Comprehensive Tutorial on Traditional NLP Models
Table of Contents
- Introduction to Traditional NLP Models
- Text Classification
- Naive Bayes
- Logistic Regression
- Sequence Models
- Hidden Markov Models (HMM)
- Conditional Random Fields (CRF)
- Sentiment Analysis
- Named Entity Recognition (NER)
- Topic Modeling (LDA)
- Conclusion
1. Introduction to Traditional NLP Models
Traditional NLP models rely on statistical and probabilistic methods to process and analyze text.

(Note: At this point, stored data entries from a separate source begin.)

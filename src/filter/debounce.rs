//! Per-species debouncing.

use crate::filter::TimedEvent;
use crate::filter::session::minutes_between;
use std::collections::BTreeMap;

/// Suppress same-species repeats spaced `spacing_minutes` or less apart.
///
/// Events are grouped by label and each group is walked in chronological
/// order. The first event of a group is always kept. A later event is kept
/// only when the gap since the immediately preceding event of the same
/// species is strictly greater than the spacing, whether or not that
/// preceding event was kept. Sustained activity therefore stays suppressed
/// until the species goes quiet for longer than the spacing.
///
/// Survivors are returned in chronological order, ties broken by input
/// index.
pub fn debounce_species(events: Vec<TimedEvent>, spacing_minutes: f64) -> Vec<TimedEvent> {
    let mut groups: BTreeMap<String, Vec<TimedEvent>> = BTreeMap::new();
    for event in events {
        groups.entry(event.label.clone()).or_default().push(event);
    }

    let mut kept = Vec::new();

    for (_label, mut group) in groups {
        group.sort_by_key(|e| (e.instant, e.index));

        let mut previous = None;
        for event in group {
            let keep = previous.is_none_or(|prev| minutes_between(prev, event.instant) > spacing_minutes);
            previous = Some(event.instant);

            if keep {
                kept.push(event);
            }
        }
    }

    kept.sort_by_key(|e| (e.instant, e.index));
    kept
}

#[cfg(test)]
#[allow(clippy::unwrap_used)]
mod tests {
    use super::*;
    use chrono::{Duration, TimeZone, Utc};

    fn event(index: usize, minutes: i64, label: &str) -> TimedEvent {
        TimedEvent {
            index,
            instant: Utc.with_ymd_and_hms(2025, 6, 1, 8, 0, 0).unwrap() + Duration::minutes(minutes),
            label: label.to_string(),
        }
    }

    fn indices(events: &[TimedEvent]) -> Vec<usize> {
        events.iter().map(|e| e.index).collect()
    }

    #[test]
    fn test_first_event_always_kept() {
        let kept = debounce_species(vec![event(0, 0, "bee")], 1000.0);
        assert_eq!(indices(&kept), vec![0]);
    }

    #[test]
    fn test_close_repeats_suppressed() {
        let events = (0..5).map(|i| event(i, i64::try_from(i).unwrap(), "bee")).collect();
        let kept = debounce_species(events, 5.0);
        assert_eq!(indices(&kept), vec![0]);
    }

    #[test]
    fn test_spacing_is_exclusive() {
        let kept = debounce_species(vec![event(0, 0, "bee"), event(1, 5, "bee")], 5.0);
        assert_eq!(indices(&kept), vec![0]);

        let kept = debounce_species(vec![event(0, 0, "bee"), event(1, 6, "bee")], 5.0);
        assert_eq!(indices(&kept), vec![0, 1]);
    }

    #[test]
    fn test_gap_measured_from_last_seen_event() {
        // Every gap is 4 minutes, so the chain never goes quiet for 5.
        let events = vec![
            event(0, 0, "bee"),
            event(1, 4, "bee"),
            event(2, 8, "bee"),
            event(3, 12, "bee"),
            event(4, 20, "bee"),
        ];
        let kept = debounce_species(events, 5.0);
        assert_eq!(indices(&kept), vec![0, 4]);
    }

    #[test]
    fn test_species_debounced_independently() {
        let events = vec![
            event(0, 0, "bee"),
            event(1, 1, "wasp"),
            event(2, 2, "bee"),
            event(3, 3, "wasp"),
        ];
        let kept = debounce_species(events, 5.0);
        assert_eq!(indices(&kept), vec![0, 1]);
    }

    #[test]
    fn test_output_is_chronological() {
        let events = vec![
            event(0, 30, "wasp"),
            event(1, 0, "bee"),
            event(2, 15, "ant"),
        ];
        let kept = debounce_species(events, 5.0);
        assert_eq!(indices(&kept), vec![1, 2, 0]);
    }

    #[test]
    fn test_zero_spacing_drops_exact_duplicates_only() {
        let events = vec![event(0, 0, "bee"), event(1, 0, "bee"), event(2, 1, "bee")];
        let kept = debounce_species(events, 0.0);
        assert_eq!(indices(&kept), vec![0, 2]);
    }
}
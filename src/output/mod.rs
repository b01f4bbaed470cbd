//! Output format writers.

mod csv;
mod json;
pub mod progress;
mod report;
mod summary;
mod writer;

pub use csv::CsvWriter;
pub use json::{JsonLinesWriter, JsonWriter};
pub use report::{DateRange, DeviceSummary, RunReport, device_summaries, write_run_report};
pub use summary::{SpeciesCount, describe_report, render_species_table, species_counts};
pub use writer::{OutputWriter, collect_columns};

use crate::config::OutputFormat;
use crate::error::Result;
use crate::filter::ClassificationEvent;
use std::io::Write;

/// Build a writer for `format` over `sink`.
pub fn create_writer<'a, W: Write + 'a>(
    format: OutputFormat,
    sink: W,
) -> Box<dyn OutputWriter + 'a> {
    match format {
        OutputFormat::Json => Box::new(JsonWriter::new(sink)),
        OutputFormat::Jsonl => Box::new(JsonLinesWriter::new(sink)),
        OutputFormat::Csv => Box::new(CsvWriter::new(sink)),
    }
}

/// Write all records to `sink` in `format`.
pub fn write_records<W: Write>(
    records: &[ClassificationEvent],
    format: OutputFormat,
    sink: W,
) -> Result<()> {
    let mut writer = create_writer(format, sink);
    writer.write_header(&collect_columns(records))?;
    for record in records {
        writer.write_record(record)?;
    }
    writer.finalize()
}
//! Configuration type definitions.

use crate::constants::defaults;
use crate::filter::FilterConfig;
use serde::{Deserialize, Serialize};

/// Complete application configuration.
#[derive(Debug, Clone, Default, Serialize, Deserialize)]
#[serde(default)]
pub struct Config {
    /// Default filter parameters.
    #[serde(default)]
    pub filter: FilterDefaults,

    /// Output settings.
    #[serde(default)]
    pub output: OutputConfig,
}

/// Default filter parameters, used when not given on the command line.
#[derive(Debug, Clone, Copy, PartialEq, Serialize, Deserialize)]
#[serde(default)]
pub struct FilterDefaults {
    /// Minimum confidence threshold (0.0-1.0).
    pub confidence_threshold: f64,

    /// Minimum minutes between kept detections of the same species.
    pub species_spacing_minutes: f64,

    /// Maximum detections per minute within an accepted session.
    pub detection_rate_limit: f64,

    /// Minimum accepted session duration in minutes.
    pub session_min_duration_minutes: f64,
}

impl Default for FilterDefaults {
    fn default() -> Self {
        Self {
            confidence_threshold: defaults::CONFIDENCE_THRESHOLD,
            species_spacing_minutes: defaults::SPECIES_SPACING_MINUTES,
            detection_rate_limit: defaults::DETECTION_RATE_LIMIT,
            session_min_duration_minutes: defaults::SESSION_MIN_DURATION_MINUTES,
        }
    }
}

impl From<FilterDefaults> for FilterConfig {
    fn from(defaults: FilterDefaults) -> Self {
        Self {
            confidence_threshold: defaults.confidence_threshold,
            species_spacing_minutes: defaults.species_spacing_minutes,
            detection_rate_limit: defaults.detection_rate_limit,
            session_min_duration_minutes: defaults.session_min_duration_minutes,
        }
    }
}

/// Output settings.
#[derive(Debug, Clone, Default, Serialize, Deserialize)]
#[serde(default)]
pub struct OutputConfig {
    /// Default output format.
    pub format: OutputFormat,

    /// Record field used to filter each device independently.
    pub group_by: Option<String>,
}

/// Supported record file formats.
#[derive(
    Debug, Clone, Copy, Default, PartialEq, Eq, Hash, Serialize, Deserialize, clap::ValueEnum,
)]
#[serde(rename_all = "lowercase")]
pub enum OutputFormat {
    /// A single JSON array of records.
    #[default]
    Json,
    /// One JSON object per line.
    Jsonl,
    /// CSV with a header row.
    Csv,
}

impl std::fmt::Display for OutputFormat {
    fn fmt(&self, f: &mut std::fmt::Formatter<'_>) -> std::fmt::Result {
        match self {
            Self::Json => write!(f, "json"),
            Self::Jsonl => write!(f, "jsonl"),
            Self::Csv => write!(f, "csv"),
        }
    }
}
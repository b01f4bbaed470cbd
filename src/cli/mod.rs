//! CLI argument parsing and command handling.

mod args;
pub mod help;
mod validators;

pub use args::{Cli, Command, ConfigAction, FilterArgs};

Unlike deep learning models, they are: - Interpretable: Easier to understand decision-making. - Less data-hungry: Work well with smaller datasets. - Computationally efficient: Faster training and inference.
This tutorial covers key traditional NLP models with definitions, concepts, code, and examples.
2. Text Classification
Text classification assigns predefined categories to text documents.
2.1 Naive Bayes
Concept
- Based on Bayesβ Theorem with a "naive" assumption that features (words) are independent.
- Types:
- Multinomial Naive Bayes: Best for text (word counts).
- Bernoulli Naive Bayes: For binary word occurrences.
Example: Classifying News Articles
from sklearn.datasets import fetch_20newsgroups
from sklearn.feature_extraction.text import CountVectorizer
from sklearn.naive_bayes import MultinomialNB
from sklearn.pipeline import make_pipeline
from sklearn.metrics import classification_report
# Load dataset
categories = ['sci.space', 'comp.graphics', 'rec.autos']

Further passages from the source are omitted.